### WHAT TO DO:
Return the lines below that contain "self".

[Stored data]

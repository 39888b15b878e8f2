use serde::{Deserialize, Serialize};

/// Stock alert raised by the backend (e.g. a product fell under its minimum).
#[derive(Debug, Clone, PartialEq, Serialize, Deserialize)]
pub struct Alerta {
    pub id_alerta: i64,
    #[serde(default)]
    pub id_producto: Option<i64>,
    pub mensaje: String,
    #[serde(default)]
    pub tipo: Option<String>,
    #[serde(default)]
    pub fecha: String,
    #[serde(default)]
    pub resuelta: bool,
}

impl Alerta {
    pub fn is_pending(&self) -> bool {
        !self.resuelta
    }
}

### OUTPUT FOR THIS TASK:
    pub fn is_pending(&self) -> bool {
        !self.resuelta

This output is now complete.